Fighting Climate Change, one solar array at a time


From staff reports

Michigan Attorney General Dana Nessel met with a handful of local business owners and nonprofit leaders at the solar array on the corner of M-72 and Bugai Rd in southeastern Leelanau County on Friday, July 7, during the height of Cherry Festival.

Bart Hautala, operations manager at Heritage Sustainable Energy, which manages the five-megawatt solar field, gave Nessel a tour and explained how the panels work both on summer and winter days. He also introduced the attorney general to the sheep who graze under the panels and serve as natural grass mowers. Hautala discussed the viability of renewable energy for local customers and emphasized how more education is needed to convince citizens about the benefits of green energy.

Heritage Sustainable Energy has six solar generating facilities in Michigan, including this one, which added two megawatts of additional output last fall at the location previously occupied by a wind turbine. Heritage signed a contract with Traverse City Light and Power, the city-owned utility, whose goal is to achieve 100% renewable energy by 2040.

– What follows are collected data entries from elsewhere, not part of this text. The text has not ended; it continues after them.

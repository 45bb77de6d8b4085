use super::HttpClient;
use crate::error::ClientError;
use crate::models::{Dependency, Project, ProjectDraft, RecordId, TechStackBody};
use crate::resource::Resource;
use async_trait::async_trait;
use serde_json::Value;

#[async_trait]
pub trait ProjectApi: Send + Sync {
    async fn get_tech_stack(&self) -> Result<Vec<String>, ClientError>;
    /// Replaces the whole list. The response shape is backend-defined.
    async fn update_tech_stack(&self, tech_stack: &[String]) -> Result<Value, ClientError>;

    async fn get_projects(&self) -> Result<Vec<Project>, ClientError>;
    async fn get_project(&self, id: RecordId) -> Result<Project, ClientError>;
    async fn add_project(&self, draft: &ProjectDraft) -> Result<Value, ClientError>;
    async fn update_project(&self, id: RecordId, project: &Project) -> Result<Value, ClientError>;
    async fn delete_project(&self, id: RecordId) -> Result<(), ClientError>;

    async fn get_dependencies(&self) -> Result<Vec<Dependency>, ClientError>;
    async fn update_dependencies(&self, dependencies: &[Dependency]) -> Result<Value, ClientError>;
}

#[derive(Clone, Debug)]
pub struct ProjectService {
    http: HttpClient,
}

impl ProjectService {
    pub fn new(http: HttpClient) -> Self {
        Self { http }
    }
}

#[async_trait]
impl ProjectApi for ProjectService {
    async fn get_tech_stack(&self) -> Result<Vec<String>, ClientError> {
        self.http.get(&Resource::TechStack.path()).await
    }

    async fn update_tech_stack(&self, tech_stack: &[String]) -> Result<Value, ClientError> {
        let body = TechStackBody { tech_stack };
        self.http.put(&Resource::TechStack.path(), &body).await
    }

    async fn get_projects(&self) -> Result<Vec<Project>, ClientError> {
        self.http.get(&Resource::Projects.path()).await
    }

    async fn get_project(&self, id: RecordId) -> Result<Project, ClientError> {
        self.http.get(&Resource::Projects.item_path(id)).await
    }

    async fn add_project(&self, draft: &ProjectDraft) -> Result<Value, ClientError> {
        self.http.post(&Resource::Projects.path(), draft).await
    }

    async fn update_project(&self, id: RecordId, project: &Project) -> Result<Value, ClientError> {
        self.http.put(&Resource::Projects.item_path(id), project).await
    }

    async fn delete_project(&self, id: RecordId) -> Result<(), ClientError> {
        self.http.delete(&Resource::Projects.item_path(id)).await
    }

    async fn get_dependencies(&self) -> Result<Vec<Dependency>, ClientError> {
        self.http.get(&Resource::Dependencies.path()).await
    }

    async fn update_dependencies(&self, dependencies: &[Dependency]) -> Result<Value, ClientError> {
        self.http.put(&Resource::Dependencies.path(), dependencies).await
    }
}
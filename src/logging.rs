use tracing_subscriber::EnvFilter;

/// Install a fmt subscriber. `RUST_LOG` wins over `default_directive`.
/// Returns false when a global subscriber was already in place; that one
/// keeps receiving events.
pub fn init_tracing(default_directive: &str) -> bool {
    let filter = EnvFilter::try_from_default_env().unwrap_or_else(|_| EnvFilter::new(default_directive));
    match tracing_subscriber::fmt().with_env_filter(filter).try_init() {
        Ok(()) => true,
        Err(e) => {
            tracing::debug!(error = %e, "tracing subscriber already installed");
            false
        }
    }
}
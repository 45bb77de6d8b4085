//! HTTP handlers for the dev backend.

pub mod resource;
pub use resource::*;
//! Data services: one trait per page, backed by [`HttpClient`].

mod http;
mod project;
mod team;
mod work;

pub use http::HttpClient;
pub use project::{ProjectApi, ProjectService};
pub use team::{TeamApi, TeamService};
pub use work::{WorkDetailsApi, WorkDetailsService};
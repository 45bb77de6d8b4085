use serde::{Deserialize, Serialize};

/// The single work-details document. Field names follow the backend's
/// capitalised keys.
#[derive(Clone, Debug, Default, PartialEq, Eq, Serialize, Deserialize)]
pub struct WorkDetails {
    #[serde(default)]
    pub unity: String,
    #[serde(rename = "Email", default)]
    pub email: String,
    #[serde(rename = "Escalate", default)]
    pub escalate: String,
    #[serde(rename = "WorkLocation", default)]
    pub work_location: Vec<WorkLocation>,
}

#[derive(Clone, Debug, Default, PartialEq, Eq, Serialize, Deserialize)]
pub struct WorkLocation {
    #[serde(default)]
    pub place: String,
    #[serde(default)]
    pub time: String,
}

impl WorkLocation {
    pub fn new(place: impl Into<String>, time: impl Into<String>) -> Self {
        Self {
            place: place.into(),
            time: time.into(),
        }
    }
}
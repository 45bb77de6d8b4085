//! Dev backend runner: seed the store, bind, serve.

use crate::config::ServerConfig;
use crate::error::AppError;
use crate::routes::app_router;
use crate::state::AppState;
use crate::store::MemoryStore;
use tokio::net::TcpListener;

/// Fresh state, seeded from `config.seed_path` when set.
pub async fn build_state(config: &ServerConfig) -> Result<AppState, AppError> {
    let store = match &config.seed_path {
        Some(path) => MemoryStore::load_seed(path).await?,
        None => MemoryStore::default(),
    };
    Ok(AppState::new(store))
}

pub async fn serve(config: &ServerConfig) -> Result<(), Box<dyn std::error::Error + Send + Sync>> {
    let state = build_state(config).await?;
    let app = app_router(state, config.body_limit);
    let listener = TcpListener::bind(config.bind_addr()).await?;
    tracing::info!("listening on {}", listener.local_addr()?);
    axum::serve(listener, app).await?;
    Ok(())
}
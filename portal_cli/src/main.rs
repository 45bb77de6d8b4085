//! `portal`: drive the admin pages from the shell, or run the dev backend.
//!
//! Run from repo root: `cargo run -p portal-cli -- team show`

mod cli;
mod events;

use clap::Parser;
use cli::{PortalCli, PortalCommands, ServeArgs};
use std::process::ExitCode;
use team_portal::{
    init_tracing, ClientConfig, HttpClient, ProjectPage, ProjectService, Render,
    ServerConfig, TeamPage, TeamService, WorkDetailsPage, WorkDetailsService,
};

type CliResult = Result<(), Box<dyn std::error::Error + Send + Sync>>;

#[tokio::main]
async fn main() -> ExitCode {
    if !init_tracing("team_portal=info,portal=info") {
        eprintln!("warning: logging was already initialised");
    }
    let cli = PortalCli::parse();
    match run(cli).await {
        Ok(()) => ExitCode::SUCCESS,
        Err(e) => {
            eprintln!("error: {}", e);
            ExitCode::FAILURE
        }
    }
}

async fn run(cli: PortalCli) -> CliResult {
    match cli.command {
        PortalCommands::Serve(args) => serve(args).await,
        PortalCommands::Work { op } => {
            let http = http_client(cli.api_url.as_deref())?;
            let mut page = WorkDetailsPage::new(WorkDetailsService::new(http));
            let mut outcome = page.init().await;
            for event in events::work_events(op) {
                if outcome.is_err() {
                    break;
                }
                outcome = page.dispatch(event).await;
            }
            println!("{}", page.render());
            Ok(outcome?)
        }
        PortalCommands::Team { op } => {
            let http = http_client(cli.api_url.as_deref())?;
            let mut page = TeamPage::new(TeamService::new(http));
            let mut outcome = page.init().await;
            for event in events::team_events(op) {
                if outcome.is_err() {
                    break;
                }
                outcome = page.dispatch(event).await;
            }
            println!("{}", page.render());
            Ok(outcome?)
        }
        PortalCommands::Project { op } => {
            let http = http_client(cli.api_url.as_deref())?;
            let mut page = ProjectPage::new(ProjectService::new(http));
            let mut outcome = page.init().await;
            for event in events::project_events(op) {
                if outcome.is_err() {
                    break;
                }
                outcome = page.dispatch(event).await;
            }
            println!("{}", page.render());
            Ok(outcome?)
        }
    }
}

fn http_client(api_url: Option<&str>) -> Result<HttpClient, Box<dyn std::error::Error + Send + Sync>> {
    let mut config = ClientConfig::from_env()?;
    if let Some(url) = api_url {
        config.api_url = team_portal::config::normalize_api_url(url)?;
    }
    tracing::debug!(api_url = %config.api_url, "using backend");
    Ok(HttpClient::new(&config)?)
}

async fn serve(args: ServeArgs) -> CliResult {
    let mut config = ServerConfig::from_env()?;
    if let Some(host) = args.host {
        config.host = host;
    }
    if let Some(port) = args.port {
        config.port = port;
    }
    if args.seed.is_some() {
        config.seed_path = args.seed;
    }
    team_portal::serve(&config).await
}
//! Draft checks applied before anything is sent or stored.

use crate::error::ActionError;

/// Reject empty or whitespace-only input; returns the trimmed text.
pub fn require_non_blank<'a>(field: &str, value: &'a str) -> Result<&'a str, ActionError> {
    let trimmed = value.trim();
    if trimmed.is_empty() {
        return Err(ActionError::Validation(format!("{} is required", field)));
    }
    Ok(trimmed)
}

Nessel said that renewable energy generators such as this solar array are an important tool to combat man-made climate change, which has affected Michigan in recent years in the form of rainstorms and flooding, heat waves, toxic algal blooms, rapidly fluctuating Lake Michigan water levels and beach erosion, and more ticks and tick-borne diseases. Warmer and shorter winters have also put northern Michigan’s cherished cherry crop at risk, and smoke from Canadian wildfires has polluted the air across the Midwest this spring and summer.

“Climate change is real,” said Nessel. “And if you didn’t believe it before, you ought to start believing it now.”

Under Gov. Gretchen Whitmer and a Democratic-led state legislature, Michigan’s climate plan to wean utilities and industry off fossil fuels and coal- and gas-fired power plants is among the most ambitious nationwide. Whitmer’s “MI Healthy Climate” plan would require the state to generate all of its electricity from solar, wind or other carbon-free sources by 2035. The plan would also require a phaseout of coal-fired plants in the state by 2030. According to a story in The New York Times, solar and wind generated only about 11% of the state’s electricity last year.

Industry groups and the big three auto companies oppose the governor’s ambitious clean power legislation, saying that the shift to renewable energy should be voluntary and happen at a slower pace. DTE Energy, Michigan’s largest electric utility and a major political donor, has warned lawmakers that the measures could result in higher electric bills. According to The Times, the utility, which generates more than half of its electricity from coal and 14% from natural gas, has set a goal of achieving 100% clean electricity generation by 2050, 15 years past the 2035 deadline that the new legislation would require.

Nessel, who ran for attorney general on the platform of shutting down the Canadian company Enbridge’s Pipeline 5, which runs on the lakebed under the Straits of Mackinac, is considered an environmental champion by the Great Lakes Business Network and other constituents who met her at the Heritage Sustainable Energy solar array on July 7. Nessel told the Glen Arbor Sun that the Michigan Attorney General’s office has an important role to play in promoting renewable energy and prosecuting polluters.

Her office has the ability to intervene in cases involving utilities, who outline their future energy portfolios through five-year Integrated Resource Plans (IRP), which are ultimately approved or disapproved by the Michigan Public Service Commission.

“We can push for things like shutting down coal plants earlier than (the utilities) otherwise might have intended to,” said Nessel. “What I’ve done since I’ve been in office is to push the utilities to go harder and faster toward carbon neutrality in our state, instead of getting so much energy from fossil fuels. We’ve worked really hard on that front, and I do think it has had an impact.

“We have an IRP coming up for DTE … I think you’ll see (these major companies) moving toward green energy faster than might have otherwise happened.”

Enforcing environmental laws and prosecuting polluters is also the attorney general’s job, said Nessel, who added that Michigan hasn’t had an environmental prosecutor in her office since Jennifer Granholm left office in 2010.

“If the department of the attorney general isn’t prosecuting environmental crimes, who is?” she asked rhetorically. “That’s not something you do in a local prosecutor’s office or at the county level.

“There is such a thing as crimes against the environment. If you poison the water with drops of a toxic chemical and one person gets sick, you can be charged with assault and intent to do great bodily harm. But if you’re a company and you knowingly poison the water source for tens of thousands of people, you don’t get charged with any crime. That doesn’t make any sense.

“I think you need to have aggressive environmental advocacy and you need to have reasons for companies to move toward green energy. Other states are finding ways to do it. Michigan can do the same.”